Greene and Greene's Gamble House
Greene and Greene’s Gamble House, Pasadena, CA, 1909. Image by Martin Green.
While the Industrial Revolution introduced new construction materials like steel and concrete, which allowed structures to be put together more quickly and easily, the Arts and Crafts movement yearned to maintain tradition, fine detail, and organic qualities. They focused on the use of natural materials, exquisite craftsmanship and attention to aesthetics. John Ruskin criticized the Industrial Revolution by suggesting that social and moral health is directly related to the quality of structure and design. This inspired the Arts and Crafts movement to fight against the modernization of the Industrial Revolution. The movement that Morris started in Britain quickly spread to inspire Arts and Crafts movements around the world, including the works of Greene and Greene and Frank Lloyd Wright.

Robie House windows
Frank Lloyd Wright’s Robie House windows, 1909.
What we can learn from the Arts and Crafts movement is the importance of creating meaningful environments. Ruskin said that the quality of structure and design can impact social and moral health, and we agree. Consider the the effects on employees who work in an office with tiny, plain cubicles, white walls and flickering fluorescent lights. Now consider the morale within a space that has been designed with all the important aspects of  aesthetic, fit and function in mind where  employees enjoy being present and feel comfortable. In the increasingly industrialized and technological world of the present day, bringing organic and human qualities into the design is something that the designers at The Maude Group always take into consideration.
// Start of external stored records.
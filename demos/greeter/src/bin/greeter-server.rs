//! Greeter server.
//!
//! Run with: `cargo run -p rivulet-greeter --bin greeter-server -- --addr 127.0.0.1:50051`

use std::sync::Arc;

use clap::Parser;
use rivulet::{Config, RpcServer};
use tokio::net::TcpListener;
use tracing_subscriber::{layer::SubscriberExt, util::SubscriberInitExt};

#[derive(Debug, Parser)]
#[command(about = "Serve the greeter calls over TCP")]
struct Args {
    /// Address to listen on.
    #[arg(long, default_value = rivulet_greeter::DEFAULT_ADDR)]
    addr: String,
}

#[tokio::main]
async fn main() -> Result<(), Box<dyn std::error::Error>> {
    tracing_subscriber::registry()
        .with(
            tracing_subscriber::EnvFilter::try_from_default_env()
                .unwrap_or_else(|_| "info,rivulet=debug".into()),
        )
        .with(tracing_subscriber::fmt::layer())
        .init();

    let args = Args::parse();
    let registry = rivulet_greeter::registry()?;
    let server = Arc::new(RpcServer::with_config(registry, Config::from_env()));

    let listener = TcpListener::bind(&args.addr).await?;
    tracing::info!(addr = %args.addr, "greeter listening");
    server.serve(listener).await?;
    Ok(())
}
While it can be enticing to create a slick and very industrial lobby with metal finishes and clean colors, we know that bringing in a few more personal touches—be it through a fine wood reception desk or a framing system—we can create a more welcoming atmosphere for both employees and customers.
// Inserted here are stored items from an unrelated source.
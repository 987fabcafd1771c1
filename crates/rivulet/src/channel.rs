//! Bounded message channels.
//!
//! A [`MessageChannel`] carries the messages of one direction of one call. It
//! is a bounded FIFO with a closed flag and an optional terminal error:
//!
//! - `push` suspends while the queue is full (backpressure)
//! - `pop` suspends while the queue is empty and the channel is open
//! - `close` forbids new pushes but keeps queued messages for the consumer
//! - `fail` closes and records an error that consumers see once drained
//!
//! Closing or failing wakes every suspended producer and consumer.

use std::collections::VecDeque;

use parking_lot::Mutex;
use rivulet_core::{Message, RpcError};
use tokio::sync::Notify;

/// Result of a non-suspending [`MessageChannel::try_pop`].
#[derive(Debug, PartialEq, Eq)]
pub enum TryPop {
    Message(Message),
    /// Open but nothing queued.
    Empty,
    /// Closed and drained, with the terminal error if the channel failed.
    Closed(Option<RpcError>),
}

#[derive(Debug)]
pub struct MessageChannel {
    capacity: usize,
    state: Mutex<ChannelState>,
    /// Signalled when a message is queued or the channel closes.
    readable: Notify,
    /// Signalled when a message is taken or the channel closes.
    writable: Notify,
}

#[derive(Debug, Default)]
struct ChannelState {
    queue: VecDeque<Message>,
    closed: bool,
    error: Option<RpcError>,
}

impl MessageChannel {
    pub fn new(capacity: usize) -> Self {
        let capacity = capacity.max(1);
        Self {
            capacity,
            state: Mutex::new(ChannelState {
                queue: VecDeque::with_capacity(capacity),
                ..Default::default()
            }),
            readable: Notify::new(),
            writable: Notify::new(),
        }
    }

    pub fn capacity(&self) -> usize {
        self.capacity
    }

    pub fn len(&self) -> usize {
        self.state.lock().queue.len()
    }

    pub fn is_empty(&self) -> bool {
        self.state.lock().queue.is_empty()
    }

    pub fn is_closed(&self) -> bool {
        self.state.lock().closed
    }

    /// Queue a message, suspending while the channel is full.
    ///
    /// Fails with [`RpcError::ChannelClosed`] once closed, or with the terminal
    /// error once failed.
    pub async fn push(&self, message: Message) -> Result<(), RpcError> {
        loop {
            let writable = self.writable.notified();
            tokio::pin!(writable);
            // Register before checking so a wakeup between the check and the
            // await is not lost.
            writable.as_mut().enable();

            {
                let mut state = self.state.lock();
                if let Some(err) = &state.error {
                    return Err(err.clone());
                }
                if state.closed {
                    return Err(RpcError::ChannelClosed);
                }
                if state.queue.len() < self.capacity {
                    state.queue.push_back(message);
                    drop(state);
                    self.readable.notify_waiters();
                    return Ok(());
                }
            }

            writable.await;
        }
    }

    /// Take the next message, suspending while the channel is empty and open.
    ///
    /// Returns `Ok(None)` at end of stream. A failed channel still yields its
    /// queued messages before returning the terminal error.
    pub async fn pop(&self) -> Result<Option<Message>, RpcError> {
        loop {
            let readable = self.readable.notified();
            tokio::pin!(readable);
            readable.as_mut().enable();

            match self.try_pop() {
                TryPop::Message(message) => return Ok(Some(message)),
                TryPop::Closed(Some(err)) => return Err(err),
                TryPop::Closed(None) => return Ok(None),
                TryPop::Empty => {}
            }

            readable.await;
        }
    }

    pub fn try_pop(&self) -> TryPop {
        let mut state = self.state.lock();
        if let Some(message) = state.queue.pop_front() {
            drop(state);
            self.writable.notify_waiters();
            return TryPop::Message(message);
        }
        if state.closed {
            return TryPop::Closed(state.error.clone());
        }
        TryPop::Empty
    }

    /// Forbid further pushes. Idempotent; queued messages stay available.
    pub fn close(&self) {
        {
            let mut state = self.state.lock();
            if state.closed {
                return;
            }
            state.closed = true;
        }
        self.wake_all();
    }

    /// Close with a terminal error. The first error recorded wins.
    pub fn fail(&self, err: RpcError) {
        {
            let mut state = self.state.lock();
            if state.error.is_none() {
                state.error = Some(err);
            }
            state.closed = true;
        }
        self.wake_all();
    }

    /// Close and drop everything queued. Used when nobody will read again.
    pub(crate) fn discard(&self) {
        {
            let mut state = self.state.lock();
            state.closed = true;
            state.queue.clear();
        }
        self.wake_all();
    }

    fn wake_all(&self) {
        self.readable.notify_waiters();
        self.writable.notify_waiters();
    }
}

#[cfg(test)]
mod tests {
    use std::sync::Arc;
    use std::time::Duration;

    use super::*;

    const WAIT: Duration = Duration::from_secs(5);

    fn msg(payload: &'static str) -> Message {
        Message::new(1, payload)
    }

    #[tokio::test]
    async fn test_fifo_order() {
        let channel = MessageChannel::new(4);
        for p in ["a", "b", "c"] {
            channel.push(msg(p)).await.unwrap();
        }
        channel.close();

        let mut seen = Vec::new();
        while let Some(m) = channel.pop().await.unwrap() {
            seen.push(m.into_payload());
        }
        assert_eq!(seen, vec!["a", "b", "c"]);
    }

    #[tokio::test]
    async fn test_close_keeps_queued_messages() {
        let channel = MessageChannel::new(8);
        for p in ["1", "2", "3", "4", "5"] {
            channel.push(msg(p)).await.unwrap();
        }
        channel.close();
        channel.close();

        for _ in 0..5 {
            assert!(channel.pop().await.unwrap().is_some());
        }
        assert_eq!(channel.pop().await.unwrap(), None);
        assert_eq!(channel.pop().await.unwrap(), None);
    }

    #[tokio::test]
    async fn test_push_after_close() {
        let channel = MessageChannel::new(1);
        channel.close();
        assert_eq!(channel.push(msg("late")).await, Err(RpcError::ChannelClosed));
    }

    #[tokio::test]
    async fn test_push_suspends_when_full() {
        let channel = Arc::new(MessageChannel::new(2));
        channel.push(msg("1")).await.unwrap();
        channel.push(msg("2")).await.unwrap();

        let producer = {
            let channel = channel.clone();
            tokio::spawn(async move { channel.push(msg("3")).await })
        };

        tokio::time::sleep(Duration::from_millis(20)).await;
        assert!(!producer.is_finished());
        assert_eq!(channel.len(), 2);

        assert_eq!(channel.pop().await.unwrap().unwrap().payload(), b"1");
        tokio::time::timeout(WAIT, producer)
            .await
            .expect("producer should resume after a pop")
            .unwrap()
            .unwrap();
        assert_eq!(channel.len(), 2);
    }

    #[tokio::test]
    async fn test_close_wakes_blocked_consumer() {
        let channel = Arc::new(MessageChannel::new(2));
        let consumer = {
            let channel = channel.clone();
            tokio::spawn(async move { channel.pop().await })
        };

        tokio::time::sleep(Duration::from_millis(20)).await;
        channel.close();

        let popped = tokio::time::timeout(WAIT, consumer).await.unwrap().unwrap();
        assert_eq!(popped, Ok(None));
    }

    #[tokio::test]
    async fn test_fail_wakes_blocked_producer() {
        let channel = Arc::new(MessageChannel::new(1));
        channel.push(msg("full")).await.unwrap();

        let producer = {
            let channel = channel.clone();
            tokio::spawn(async move { channel.push(msg("blocked")).await })
        };

        tokio::time::sleep(Duration::from_millis(20)).await;
        channel.fail(RpcError::ConnectionLost);

        let pushed = tokio::time::timeout(WAIT, producer).await.unwrap().unwrap();
        assert_eq!(pushed, Err(RpcError::ConnectionLost));
    }

    #[tokio::test]
    async fn test_failed_channel_drains_then_errors() {
        let channel = MessageChannel::new(4);
        channel.push(msg("kept")).await.unwrap();
        channel.fail(RpcError::Cancelled);
        channel.fail(RpcError::ConnectionLost);

        assert_eq!(channel.pop().await.unwrap().unwrap().payload(), b"kept");
        assert_eq!(channel.pop().await, Err(RpcError::Cancelled));
        assert_eq!(channel.try_pop(), TryPop::Closed(Some(RpcError::Cancelled)));
    }

    #[tokio::test]
    async fn test_try_pop() {
        let channel = MessageChannel::new(2);
        assert_eq!(channel.try_pop(), TryPop::Empty);

        channel.push(msg("x")).await.unwrap();
        assert_eq!(channel.try_pop(), TryPop::Message(msg("x")));

        channel.close();
        assert_eq!(channel.try_pop(), TryPop::Closed(None));
    }

    #[tokio::test]
    async fn test_discard_drops_queue() {
        let channel = MessageChannel::new(2);
        channel.push(msg("x")).await.unwrap();
        channel.discard();
        assert!(channel.is_empty());
        assert_eq!(channel.pop().await, Ok(None));
    }
}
Bradley University's Hayden-Clark Alumni Center designed by The Maude Group
Bradley University’s Hayden-Clark Alumni Center designed by The Maude Group
As Morris viewed every detail as being important, we look at the big picture but don’t overlook the fine details. What good is a beautiful mural if the printing quality is poor? And what good is a modern reception desk if the laminate begins chipping from wear within a month after installation? While new innovations can always be beneficial, it’s important to keep an eye on the past to remember important lessons that were already learned.